Linda Williams. Playing the Race Card: Melodramas of Black and White from Uncle Tom to O.J. Simpson. Princeton and Oxford: Princeton University Press, 2001. xvi + 401 pp. $32.50 (cloth), ISBN 978-0-691-05800-9.
Reviewed by Alecia P. Long (Historian, Louisiana State Museum)
Published on H-South (April, 2002)
Making a Case for Melodrama
Making a Case for Melodrama
In the last few years long-running and often impassioned discussions on H-South suggest that many historians are interested in using film and other visual media to teach history courses. Yet those threads also suggest that, especially when the subject is race, there is very little agreement about what visual media can or should be used to set students thinking about racial issues and Southern history in productive and critical ways. Linda Williams, a Professor of Film Studies and Rhetoric at the University of California, Berkeley has produced a work that is extremely valuable to historians who wish to enhance the sophistication of their own thinking about teaching with film and other visual media.
Williams' analyses of such controversial films as Birth of a Nation and Gone With the Wind provide model examples of how creative media analysis can be incorporated fruitfully and seamlessly into syllabi and lectures in courses on race and Southern history.
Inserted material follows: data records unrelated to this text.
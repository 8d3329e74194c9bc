//! Built-in [`AsyncApi`] implementations.
//!
//! Real deployments wrap their own callback API; these cover the two common shapes of
//! "something that finishes later": a blocking job on its own thread, and a future on
//! a Tokio runtime. Both stop invoking callbacks once cancelled.

use std::future::Future;
use std::marker::PhantomData;
use std::sync::Arc;
use sync_facade_cancel::{CancellationError, CancellationExt, CancellationToken};
use sync_facade_common::{AsyncApi, Callback, CancelHandle};
use tokio::runtime::Handle;
use tracing::debug;

/// Cancel handle that fires a [`CancellationToken`]
#[derive(Debug, Clone)]
pub struct TokenCancel(CancellationToken);

impl TokenCancel {
    pub fn token(&self) -> &CancellationToken {
        &self.0
    }
}

impl CancelHandle for TokenCancel {
    fn cancel(self: Box<Self>) {
        self.0.cancel();
    }
}

/// Runs a blocking job per operation on a freshly spawned thread.
///
/// The job receives the operation's token and is expected to poll it with
/// `check_cancellation` (or `sleep_with_cancellation`). Whatever it returns after the
/// token fired is discarded.
pub struct ThreadApi<P, T, E> {
    name: String,
    job: Arc<dyn Fn(P, &CancellationToken) -> Result<T, E> + Send + Sync>,
}

impl<P, T, E> ThreadApi<P, T, E> {
    pub fn new<F>(name: impl Into<String>, job: F) -> Self
    where
        F: Fn(P, &CancellationToken) -> Result<T, E> + Send + Sync + 'static,
    {
        Self {
            name: name.into(),
            job: Arc::new(job),
        }
    }
}

impl<P, T, E> AsyncApi for ThreadApi<P, T, E>
where
    P: Send + 'static,
    T: Send + 'static,
    E: std::error::Error + Send + 'static,
{
    type Param = P;
    type Output = T;
    type Error = E;
    type Handle = TokenCancel;

    fn operation(&self, param: P, on_success: Callback<T>, on_error: Callback<E>) -> TokenCancel {
        let token = CancellationToken::new();
        let job_token = token.clone();
        let job = self.job.clone();
        let name = self.name.clone();

        std::thread::spawn(move || {
            let result = job(param, &job_token);
            if job_token.is_cancelled() {
                debug!("{}: job finished after cancellation, result dropped", name);
                return;
            }
            match result {
                Ok(value) => on_success(value),
                Err(e) => on_error(e),
            }
        });

        TokenCancel(token)
    }

    fn name(&self) -> &str {
        &self.name
    }
}

/// Either the job's own error or the token firing first
enum Interrupted<E> {
    Cancelled,
    Failed(E),
}

impl<E> From<CancellationError> for Interrupted<E> {
    fn from(_: CancellationError) -> Self {
        Interrupted::Cancelled
    }
}

/// Spawns one future per operation onto a Tokio runtime.
///
/// The future is raced against the operation's token with `with_cancellation`, so a
/// cancel drops it at its next await point.
pub struct TokioApi<P, F> {
    name: String,
    runtime: Handle,
    job: F,
    _param: PhantomData<fn(P)>,
}

impl<P, F> TokioApi<P, F> {
    pub fn new(name: impl Into<String>, runtime: Handle, job: F) -> Self {
        Self {
            name: name.into(),
            runtime,
            job,
            _param: PhantomData,
        }
    }
}

impl<P, T, E, F, Fut> AsyncApi for TokioApi<P, F>
where
    F: Fn(P) -> Fut + Send + Sync,
    Fut: Future<Output = Result<T, E>> + Send + 'static,
    T: Send + 'static,
    E: std::error::Error + Send + 'static,
{
    type Param = P;
    type Output = T;
    type Error = E;
    type Handle = TokenCancel;

    fn operation(&self, param: P, on_success: Callback<T>, on_error: Callback<E>) -> TokenCancel {
        let token = CancellationToken::new();
        let task_token = token.clone();
        let name = self.name.clone();
        let work = (self.job)(param);

        self.runtime.spawn(async move {
            let result = async move { work.await.map_err(Interrupted::Failed) }
                .with_cancellation::<Interrupted<E>>(&task_token, &name)
                .await;

            match result {
                Ok(value) => on_success(value),
                Err(Interrupted::Failed(e)) => on_error(e),
                Err(Interrupted::Cancelled) => {
                    debug!("{}: task dropped after cancellation", name);
                }
            }
        });

        TokenCancel(token)
    }

    fn name(&self) -> &str {
        &self.name
    }
}

#[cfg(test)]
mod tests {
    use super::*;
    use std::sync::mpsc;
    use std::time::Duration;
    use sync_facade_cancel::sleep_with_cancellation;

    #[derive(Debug, PartialEq, thiserror::Error)]
    enum JobError {
        #[error("cancelled")]
        Cancelled,
        #[error("rejected {0}")]
        Rejected(i32),
    }

    impl From<CancellationError> for JobError {
        fn from(_: CancellationError) -> Self {
            JobError::Cancelled
        }
    }

    fn report<T: Send + 'static>(tx: &mpsc::Sender<T>) -> Callback<T> {
        let tx = tx.clone();
        Box::new(move |v| {
            let _ = tx.send(v);
        })
    }

    fn times_ten() -> ThreadApi<i32, i32, JobError> {
        ThreadApi::new("times-ten", |param: i32, token: &CancellationToken| {
            sleep_with_cancellation(
                token,
                Duration::from_millis(50),
                Duration::from_millis(5),
                "times-ten",
            )?;
            if param < 0 {
                Err(JobError::Rejected(param))
            } else {
                Ok(param * 10)
            }
        })
    }

    #[test]
    fn test_thread_api_success_and_error() {
        let api = times_ten();
        let (ok_tx, ok_rx) = mpsc::channel();
        let (err_tx, err_rx) = mpsc::channel();

        let _handle = api.operation(3, report(&ok_tx), report(&err_tx));
        assert_eq!(ok_rx.recv_timeout(Duration::from_secs(5)), Ok(30));

        let _handle = api.operation(-1, report(&ok_tx), report(&err_tx));
        assert_eq!(
            err_rx.recv_timeout(Duration::from_secs(5)),
            Ok(JobError::Rejected(-1))
        );
        assert_eq!(api.name(), "times-ten");
    }

    #[test]
    fn test_thread_api_cancel_suppresses_callbacks() {
        let api = ThreadApi::new("slow", |_: i32, token: &CancellationToken| {
            sleep_with_cancellation(
                token,
                Duration::from_secs(10),
                Duration::from_millis(5),
                "slow",
            )?;
            Ok::<_, JobError>(1)
        });
        let (ok_tx, ok_rx) = mpsc::channel();
        let (err_tx, err_rx) = mpsc::channel();

        let handle = api.operation(1, report(&ok_tx), report(&err_tx));
        Box::new(handle).cancel();

        assert!(ok_rx.recv_timeout(Duration::from_millis(200)).is_err());
        assert!(err_rx.recv_timeout(Duration::from_millis(50)).is_err());
    }

    #[test]
    fn test_tokio_api_success_and_cancel() {
        let runtime = tokio::runtime::Builder::new_multi_thread()
            .worker_threads(1)
            .enable_time()
            .build()
            .unwrap();

        let api = TokioApi::<i32, _>::new(
            "delayed",
            runtime.handle().clone(),
            |param: i32| async move {
                let delay = if param == 0 { 10_000 } else { 20 };
                tokio::time::sleep(Duration::from_millis(delay)).await;
                Ok::<_, JobError>(param * 10)
            },
        );
        let (ok_tx, ok_rx) = mpsc::channel();
        let (err_tx, _err_rx) = mpsc::channel();

        let _handle = api.operation(2, report(&ok_tx), report(&err_tx));
        assert_eq!(ok_rx.recv_timeout(Duration::from_secs(5)), Ok(20));

        let handle = api.operation(0, report(&ok_tx), report(&err_tx));
        assert!(!handle.token().is_cancelled());
        Box::new(handle).cancel();
        assert!(ok_rx.recv_timeout(Duration::from_millis(200)).is_err());
    }
}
In the process, Williams goes well beyond the simplistic criterion of trying to determine if an author, film, or filmmaker is 'racist,' and therefore not worthy of inclusion in classroom teaching.
Williams, who is probably best known for her book Hard Core, an analysis of the role pornography plays in modern culture, wrestles with equally complex and controversial subject matter here. In the course of the book's seven chapters, the author systematically dissects, and connects a whole range of works including novels, stage plays, films, television productions, and media events in order to press her argument about the role melodrama plays in forging the stories Americans tell themselves and each other about race. According to Williams, "playing the race card" is an integral way in which aggrieved or oppressed groups in America have gained rights or at least public sympathy "through [widespread public] recognition of injury" (4).
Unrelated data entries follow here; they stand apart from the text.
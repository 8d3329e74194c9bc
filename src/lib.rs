//! # sync-facade
//!
//! Blocking, sequential access to an asynchronous, callback-based operation API.
//! One call runs at a time; overlapping callers are rejected instead of queued, and
//! any thread can cancel the call in flight.
//!
//! ## Quick Start
//!
//! ```rust,no_run
//! use std::sync::Arc;
//! use std::time::Duration;
//! use sync_facade::prelude::*;
//!
//! #[derive(Debug, thiserror::Error)]
//! enum LookupError {
//!     #[error("lookup cancelled")]
//!     Cancelled,
//!     #[error("unknown key {0}")]
//!     Unknown(i32),
//! }
//!
//! impl From<CancellationError> for LookupError {
//!     fn from(_: CancellationError) -> Self {
//!         LookupError::Cancelled
//!     }
//! }
//!
//! // 1. Wrap the callback API (here: a blocking job on its own thread)
//! let api = ThreadApi::new("lookup", |key: i32, token: &CancellationToken| {
//!     sleep_with_cancellation(token, Duration::from_secs(2), Duration::from_millis(10), "lookup")?;
//!     if key < 0 { Err(LookupError::Unknown(key)) } else { Ok(key * 10) }
//! });
//!
//! // 2. Build the adapter
//! let adapter = Arc::new(SyncAdapter::new(api, AdapterConfig::named("lookup")));
//!
//! // 3. Call it like a plain function; cancel from anywhere
//! let worker = {
//!     let adapter = adapter.clone();
//!     std::thread::spawn(move || adapter.operation(1))
//! };
//! std::thread::sleep(Duration::from_millis(100));
//! assert!(adapter.operation(2).unwrap_err().is_busy());
//! assert!(adapter.cancel_operation());
//! assert!(worker.join().unwrap().unwrap_err().is_cancelled());
//! ```
//!
//! ## Architecture
//!
//! - **Common**: the `AsyncApi` contract, configuration, outcome and error types
//! - **Adapter**: admission gate, pending call, `SyncAdapter`, metrics, providers
//! - **Cancel**: token helpers providers use to actually stop work

/// Re-export of the API contract, configuration and error types
pub use sync_facade_common as common;

/// Re-export of the adapter and built-in providers
pub use sync_facade_adapter as adapter;

/// Re-export of the cancellation helpers
pub use sync_facade_cancel as cancel;

/// Convenient re-exports of commonly used types
pub mod prelude {
    // API contract
    pub use crate::common::{cancel_fn, AsyncApi, Callback, CancelFn, CancelHandle, NoopCancel};

    // Configuration, outcomes and errors
    pub use crate::common::{
        AdapterConfig, AdapterStats, CallId, OperationError, Outcome, OutcomeKind, TeardownMode,
    };

    // Adapter
    pub use crate::adapter::{Metrics, SyncAdapter};

    // Built-in providers
    pub use crate::adapter::providers::{ThreadApi, TokenCancel, TokioApi};

    // Cancellation helpers
    pub use crate::cancel::{
        check_cancellation, sleep_with_cancellation, CancellationError, CancellationExt,
        CancellationToken,
    };
}
/// Marker error reporting that a piece of work stopped because it was cancelled
///
/// Providers return it from cooperative checks, and the adapter surfaces it to a
/// blocked caller whose in-flight operation lost the race to a cancellation request.
/// Any error type that wants to carry a cancellation can do so via `From`.
///
/// # Examples
///
/// ```rust
/// use sync_facade_cancel::CancellationError;
///
/// #[derive(Debug)]
/// enum JobError {
///     Cancelled,
///     Io(String),
/// }
///
/// impl From<CancellationError> for JobError {
///     fn from(_: CancellationError) -> Self {
///         JobError::Cancelled
///     }
/// }
///
/// let err: JobError = CancellationError.into();
/// assert!(matches!(err, JobError::Cancelled));
/// ```
#[derive(Debug, Clone, Copy, PartialEq, Eq, Default)]
pub struct CancellationError;

impl std::fmt::Display for CancellationError {
    fn fmt(&self, f: &mut std::fmt::Formatter<'_>) -> std::fmt::Result {
        write!(f, "Operation was cancelled")
    }
}

impl std::error::Error for CancellationError {}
Melodrama is a problematic category, and most of us tend to think of it as an embarrassing and antiquated dramatic form. In contrast, Williams argues that melodrama has been "the primary way in which mainstream American culture has dealt with the moral dilemma of having first enslaved and then withheld equal rights to generations of African Americans" (44). Although the author outlines five characteristics that help to define melodrama, perhaps the most important is her observation that "melodrama focuses on victim-heroes and on recognizing their virtue" or villainy. This "recognition of virtue" is the thematic key that explains melodrama's power to shape and change the nation's thinking about racial victims and villains in ways that have influenced American society far beyond the boundaries of the novel's page, the silver screen, or the television set (29).
Williams begins to demonstrate how by focusing on Harriet Beecher Stowe's Uncle Tom's Cabin and the myriad stage and film versions that followed publication of the novel in 1852. Although the stage interpretations varied widely, the author demonstrates that in all its incarnations, images, especially the image of the brutally abused and beaten Uncle Tom, helped to confront and ultimately alter deeply held racial beliefs and attitudes among large numbers of Americans. Williams' quotes Stowe who explained that even though the earliest edition of the novel had no illustrations, she saw herself as a painter. In a letter to her editor she wrote, "there is no arguing with pictures and everyone is impressed by them, whether they mean to be or not" (50).
If everyone was impressed by pictures, it was the image of Stowe's Christ-like Uncle Tom being beaten by the cruel Simon Legree that resonated most powerfully for antebellum audiences. According to Williams, the power of this image, like that of Stowe's novel itself, "were direct results of their historically unprecedented recognition of the humanity of slaves" (65). The author clarifies this point by suggesting that sympathy for Uncle Tom was "created through the equation of black suffering with the more conventionalized and familiar suffering of innocent (white) children that was already a convention of Victorian sentimental fiction and melodrama," in this case, the suffering of Little Eva (148).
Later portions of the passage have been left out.